The rival golfing bodies, undoubtedly, see the upside of closer ties and, as Pelley intimated, the relationship between his Wentworth-based operation and the PGA Tour is becoming ever more closely aligned.
But despite the success of the current set-up - with spiralling purses, massive sponsorship and TV deals in the United States - there is a degree of fascination among leading players about the PGL, which has been working on its model for the past six years.
"I'm curious but I don't know enough about it," said five-time major winner Phil Mickelson. "I'm listening to it. I think it is intriguing but I don't know enough about it to comment publicly, but I hope to learn more."
Rory McIlroy confirmed he was first approached in 2014.
"I certainly wouldn't want to lose what's been built in the last 40 to 50 years," the Northern Irishman said.
But he did say the challenge of these outsiders could prompt a remodelling of the current structure.
"It might be a catalyst for some changes on this tour," said the four-time major winner. "That can help it grow and move forward and reward the top players the way they should be, I guess."

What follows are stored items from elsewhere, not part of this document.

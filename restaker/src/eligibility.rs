//! Claim eligibility policy

use serde::{Deserialize, Serialize};

use crate::countdown::Countdown;

/// Decide whether to act now: true when the remaining time is at or below
/// the threshold.
pub fn should_act_now(remaining: Countdown, threshold: Countdown) -> bool {
    remaining <= threshold
}

/// The outcome of applying the eligibility threshold to one countdown reading.
#[derive(Debug, Clone, Copy, PartialEq, Eq, Serialize, Deserialize)]
pub struct EligibilityDecision {
    pub remaining: Countdown,
    pub threshold: Countdown,
    pub act_now: bool,
}

impl EligibilityDecision {
    pub fn evaluate(remaining: Countdown, threshold: Countdown) -> Self {
        Self {
            remaining,
            threshold,
            act_now: should_act_now(remaining, threshold),
        }
    }
}

#[cfg(test)]
mod tests {
    use super::*;

    #[test]
    fn test_at_threshold_acts() {
        let t = Countdown::from_secs(900);
        assert!(should_act_now(t, t));
    }

    #[test]
    fn test_just_over_threshold_waits() {
        let t = Countdown::from_secs(900);
        assert!(!should_act_now(Countdown::from_secs(901), t));
    }

    #[test]
    fn test_zero_remaining_always_acts() {
        assert!(should_act_now(Countdown::ZERO, Countdown::ZERO));
        assert!(should_act_now(Countdown::ZERO, Countdown::from_secs(1200)));
    }

    #[test]
    fn test_decision_keeps_inputs() {
        let decision = EligibilityDecision::evaluate(Countdown::from_secs(600), Countdown::from_secs(900));
        assert!(decision.act_now);
        assert_eq!(decision.remaining.as_secs(), 600);
        assert_eq!(decision.threshold.as_secs(), 900);

        let decision =
            EligibilityDecision::evaluate(Countdown::from_secs(10_800), Countdown::from_secs(900));
        assert!(!decision.act_now);
    }
}
//! MetaMask driven through its own extension pages
//!
//! Works against any [`Environment`]: the driver finds the extension's
//! onboarding page, imports the seed phrase, and afterwards acts on the
//! `notification.html` popup the extension opens for pending requests.

use std::sync::Arc;
use std::time::Duration;

use async_trait::async_trait;
use serde::{Deserialize, Serialize};
use serde_json::Value;
use tracing::{debug, info, instrument, warn};

use crate::config::{NetworkConfig, WalletCredentials};
use crate::deadline::poll_until;
use crate::errors::RestakeError;
use crate::scripts;
use crate::surface::{Environment, Page, WaitOptions, WaitPolicy, Wallet, WalletSurface};

const EXTENSION_SCHEME: &str = "chrome-extension://";
const HOME_PAGE: &str = "home.html";
const NOTIFICATION_PAGE: &str = "notification.html";
const ADD_NETWORK_ROUTE: &str = "home.html#settings/networks/add-network";
const PAGE_POLL_INTERVAL: Duration = Duration::from_millis(250);

/// Selectors of the extension UI. The defaults match the `data-testid`
/// attributes of MetaMask 11.
#[derive(Debug, Clone, PartialEq, Eq, Serialize, Deserialize)]
#[serde(default)]
pub struct WalletSelectors {
    pub onboarding_terms: String,
    pub import_wallet: String,
    pub metametrics_decline: String,
    /// Seed word inputs; `{index}` is replaced by the zero-based word position.
    pub seed_word_input: String,
    pub seed_confirm: String,
    pub new_password: String,
    pub confirm_password: String,
    pub password_terms: String,
    pub create_password: String,
    pub onboarding_done: String,
    pub pin_next: String,
    pub pin_done: String,
    pub network_name_input: String,
    pub network_rpc_input: String,
    pub network_chain_id_input: String,
    pub network_symbol_input: String,
    pub network_save: String,
    pub network_display: String,
    pub network_list_item: String,
    /// Clicked in order to approve a connection request.
    pub approve_steps: Vec<String>,
    pub confirm_button: String,
}

impl Default for WalletSelectors {
    fn default() -> Self {
        let testid = |id: &str| format!("[data-testid=\"{id}\"]");
        Self {
            onboarding_terms: testid("onboarding-terms-checkbox"),
            import_wallet: testid("onboarding-import-wallet"),
            metametrics_decline: testid("metametrics-no-thanks"),
            seed_word_input: testid("import-srp__srp-word-{index}"),
            seed_confirm: testid("import-srp-confirm"),
            new_password: testid("create-password-new"),
            confirm_password: testid("create-password-confirm"),
            password_terms: testid("create-password-terms"),
            create_password: testid("create-password-import"),
            onboarding_done: testid("onboarding-complete-done"),
            pin_next: testid("pin-extension-next"),
            pin_done: testid("pin-extension-done"),
            network_name_input: testid("network-form-network-name"),
            network_rpc_input: testid("network-form-rpc-url"),
            network_chain_id_input: testid("network-form-chain-id"),
            network_symbol_input: testid("network-form-ticker-input"),
            network_save: ".networks-tab__add-network-form-footer .btn-primary".to_string(),
            network_display: testid("network-display"),
            network_list_item: ".network-list-item".to_string(),
            approve_steps: vec![
                testid("page-container-footer-next"),
                testid("page-container-footer-next"),
            ],
            confirm_button: testid("page-container-footer-next"),
        }
    }
}

impl WalletSelectors {
    fn seed_word(&self, index: usize) -> String {
        self.seed_word_input.replace("{index}", &index.to_string())
    }
}

/// Timing knobs for the extension UI.
#[derive(Debug, Clone, Copy, PartialEq, Eq)]
pub struct WalletTimings {
    /// How long to wait for an extension control or popup to appear.
    pub element_timeout: Duration,
    /// Pause between consecutive clicks in a multi-step popup.
    pub step_settle: Duration,
}

impl Default for WalletTimings {
    fn default() -> Self {
        Self {
            element_timeout: Duration::from_secs(20),
            step_settle: Duration::from_millis(500),
        }
    }
}

/// [`WalletSurface`] for an unpacked MetaMask loaded into the browser.
#[derive(Debug, Clone, Default)]
pub struct MetaMaskSurface {
    selectors: WalletSelectors,
    timings: WalletTimings,
}

impl MetaMaskSurface {
    pub fn new(selectors: WalletSelectors, timings: WalletTimings) -> Self {
        Self { selectors, timings }
    }
}

#[async_trait]
impl WalletSurface for MetaMaskSurface {
    #[instrument(level = "info", skip_all)]
    async fn setup(
        &self,
        environment: Arc<dyn Environment>,
        credentials: &WalletCredentials,
    ) -> Result<Box<dyn Wallet>, RestakeError> {
        let home = find_page(
            environment.as_ref(),
            "extension home page",
            self.timings.element_timeout,
            |url| url.starts_with(EXTENSION_SCHEME) && url.contains(HOME_PAGE),
        )
        .await?;
        let url = home.url().await?;
        let base_url = extension_base_url(&url).ok_or_else(|| {
            RestakeError::Internal(format!("cannot derive extension origin from {url}"))
        })?;
        info!(%base_url, "Found wallet extension");

        let wallet = MetaMaskWallet {
            environment,
            home,
            base_url,
            selectors: self.selectors.clone(),
            timings: self.timings,
        };
        wallet.import(credentials).await?;
        Ok(Box::new(wallet))
    }
}

pub struct MetaMaskWallet {
    environment: Arc<dyn Environment>,
    home: Arc<dyn Page>,
    base_url: String,
    selectors: WalletSelectors,
    timings: WalletTimings,
}

impl MetaMaskWallet {
    pub fn base_url(&self) -> &str {
        &self.base_url
    }

    async fn import(&self, credentials: &WalletCredentials) -> Result<(), RestakeError> {
        let s = &self.selectors;
        let page = &self.home;
        let words = credentials.seed_words();
        if words.is_empty() {
            return Err(RestakeError::InvalidArgument("seed phrase is empty".into()));
        }

        self.click(page, &s.onboarding_terms).await?;
        self.click(page, &s.import_wallet).await?;
        self.click(page, &s.metametrics_decline).await?;

        for (index, word) in words.iter().enumerate() {
            self.fill(page, &s.seed_word(index), word).await?;
        }
        debug!(words = words.len(), "Entered seed phrase");
        self.click(page, &s.seed_confirm).await?;

        self.fill(page, &s.new_password, &credentials.password).await?;
        self.fill(page, &s.confirm_password, &credentials.password).await?;
        self.click(page, &s.password_terms).await?;
        self.click(page, &s.create_password).await?;

        self.click(page, &s.onboarding_done).await?;
        self.click(page, &s.pin_next).await?;
        self.click(page, &s.pin_done).await?;
        info!("Wallet imported and unlocked");
        Ok(())
    }

    async fn click(&self, page: &Arc<dyn Page>, selector: &str) -> Result<(), RestakeError> {
        page.wait_for_selector(selector, WaitOptions::visible(self.timings.element_timeout))
            .await?;
        page.click(selector).await
    }

    async fn fill(&self, page: &Arc<dyn Page>, selector: &str, value: &str) -> Result<(), RestakeError> {
        page.wait_for_selector(selector, WaitOptions::visible(self.timings.element_timeout))
            .await?;
        page.fill(selector, value).await
    }

    /// The popup the extension opened for the pending request, or the
    /// notification page opened by hand if the popup never showed up.
    async fn notification_page(&self) -> Result<Arc<dyn Page>, RestakeError> {
        let found = find_page(
            self.environment.as_ref(),
            "wallet notification",
            self.timings.element_timeout,
            |url| url.starts_with(EXTENSION_SCHEME) && url.contains(NOTIFICATION_PAGE),
        )
        .await;
        match found {
            Ok(page) => Ok(page),
            Err(e) if e.is_deadline() => {
                warn!("No wallet popup appeared, opening the notification page directly");
                let page = self.environment.new_page().await?;
                page.goto(
                    &format!("{}{NOTIFICATION_PAGE}", self.base_url),
                    WaitPolicy::DomContentLoaded,
                )
                .await?;
                Ok(page)
            }
            Err(e) => Err(e),
        }
    }

    /// Fail with [`RestakeError::WalletRejected`] if the popup's primary
    /// button cannot be pressed, e.g. for insufficient gas.
    async fn ensure_enabled(&self, page: &Arc<dyn Page>, selector: &str) -> Result<(), RestakeError> {
        match page.evaluate(&scripts::is_disabled(selector)).await? {
            Value::Bool(false) => Ok(()),
            Value::Bool(true) => Err(RestakeError::WalletRejected(format!(
                "{selector} is disabled"
            ))),
            Value::Null => Err(RestakeError::ElementNotFound(selector.to_string())),
            other => Err(RestakeError::Script(format!(
                "unexpected disabled state for {selector}: {other}"
            ))),
        }
    }
}

#[async_trait]
impl Wallet for MetaMaskWallet {
    #[instrument(level = "info", skip_all, fields(network = %network.name, chain_id = network.chain_id))]
    async fn add_network(&self, network: &NetworkConfig) -> Result<(), RestakeError> {
        let s = &self.selectors;
        let page = &self.home;
        page.goto(
            &format!("{}{ADD_NETWORK_ROUTE}", self.base_url),
            WaitPolicy::DomContentLoaded,
        )
        .await?;

        self.fill(page, &s.network_name_input, &network.name).await?;
        self.fill(page, &s.network_rpc_input, &network.rpc_url).await?;
        self.fill(page, &s.network_chain_id_input, &network.chain_id.to_string())
            .await?;
        if let Some(symbol) = &network.currency_symbol {
            self.fill(page, &s.network_symbol_input, symbol).await?;
        }
        tokio::time::sleep(self.timings.step_settle).await;
        self.ensure_enabled(page, &s.network_save).await?;
        self.click(page, &s.network_save).await?;
        info!("Network added");
        Ok(())
    }

    #[instrument(level = "info", skip(self))]
    async fn switch_network(&self, name: &str) -> Result<(), RestakeError> {
        let s = &self.selectors;
        let page = &self.home;
        page.goto(&format!("{}{HOME_PAGE}", self.base_url), WaitPolicy::DomContentLoaded)
            .await?;
        self.click(page, &s.network_display).await?;
        page.wait_for_selector(
            &s.network_list_item,
            WaitOptions::visible(self.timings.element_timeout),
        )
        .await?;

        let clicked = page
            .evaluate(&scripts::click_by_text(&s.network_list_item, name))
            .await?;
        if clicked != Value::Bool(true) {
            return Err(RestakeError::ElementNotFound(format!(
                "network '{name}' in {}",
                s.network_list_item
            )));
        }
        info!("Switched network");
        Ok(())
    }

    #[instrument(level = "info", skip_all)]
    async fn approve(&self) -> Result<(), RestakeError> {
        let page = self.notification_page().await?;
        for (step, selector) in self.selectors.approve_steps.iter().enumerate() {
            if step > 0 {
                tokio::time::sleep(self.timings.step_settle).await;
            }
            self.click(&page, selector)
                .await
                .map_err(as_wallet_timeout("approve connection"))?;
            debug!(step, "Approval step clicked");
        }
        info!("Connection approved");
        Ok(())
    }

    #[instrument(level = "info", skip_all)]
    async fn confirm_transaction(&self) -> Result<(), RestakeError> {
        let page = self.notification_page().await?;
        let confirm = &self.selectors.confirm_button;
        page.wait_for_selector(confirm, WaitOptions::visible(self.timings.element_timeout))
            .await
            .map_err(as_wallet_timeout("confirm transaction"))?;
        tokio::time::sleep(self.timings.step_settle).await;
        self.ensure_enabled(&page, confirm).await?;
        page.click(confirm).await?;
        info!("Transaction confirmed");
        Ok(())
    }
}

/// Report a wait that ran out inside the wallet UI as a wallet timeout.
fn as_wallet_timeout(action: &'static str) -> impl Fn(RestakeError) -> RestakeError {
    move |e| match e {
        RestakeError::DeadlineExceeded { operation, timeout } => {
            RestakeError::WalletTimeout(format!("{action}: {operation} after {timeout:?}"))
        }
        other => other,
    }
}

/// Poll the environment's pages until one has a URL matching `matches`.
async fn find_page(
    environment: &dyn Environment,
    what: &str,
    timeout: Duration,
    matches: impl Fn(&str) -> bool,
) -> Result<Arc<dyn Page>, RestakeError> {
    let matches = &matches;
    poll_until(what, timeout, PAGE_POLL_INTERVAL, move || async move {
        for page in environment.pages().await? {
            match page.url().await {
                Ok(url) if matches(&url) => return Ok(Some(page)),
                Ok(_) => {}
                Err(e) => debug!(error = %e, "Skipping page whose URL could not be read"),
            }
        }
        Ok(None)
    })
    .await
}

/// `chrome-extension://<id>/` for any URL inside that extension.
pub fn extension_base_url(url: &str) -> Option<String> {
    let rest = url.strip_prefix(EXTENSION_SCHEME)?;
    let id = rest.split('/').next().filter(|id| !id.is_empty())?;
    Some(format!("{EXTENSION_SCHEME}{id}/"))
}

Those behind the PGL project have maintained a degree of mystery. There are rumours of Saudi Arabian money being involved and it is known that the boutique investment bank, the Raine Group, is a key stakeholder.
One of the Raine Group's partners is golf fanatic Colin Neville, who has brokered major sporting deals including a $400m Chinese investment in Manchester City and who, according to a 2016 interview in the Sports Business Journal, external, would most like to swap jobs for a day with McIlroy.
PGL's backers believe the current golf set-up is outdated.
"If you want the world to watch, you have to showcase your best product, week-in week-out. Golf doesn't do that currently," it said in a press release.
"If you had the chance to start again you wouldn't create professional golf as it exists today. The league is that chance.
"We believe we'll succeed because the league is what fans, sponsors and broadcasters want - and the best players deserve. It will revitalise the sport for this and future generations."
The established tours are compromised by being member organisations. They have to act in the best interests of their players and sometimes that is contrary to creating an ideal spectacle.
For example, the European Tour's elite Rolex Series would be far more impactful if it were a set of limited-field tournaments, with the best-of-the-best chasing the big money.
But try selling that to the bulk of your membership; you could not get it through. The rank-and-file players want their chance of winning the largest cheques.
Things may have to change, though. There is now talk that the Australian Open could be part of the rebel circuit, with a women's version as well.
Make no mistake, PGL faces massive challenges to muscle in at the top of professional golf but the fact it is agitating could be enough to shake the status quo.
Expect the establishment to come together to fight off the outsiders. Indeed, there is evidence aplenty that this is already happening.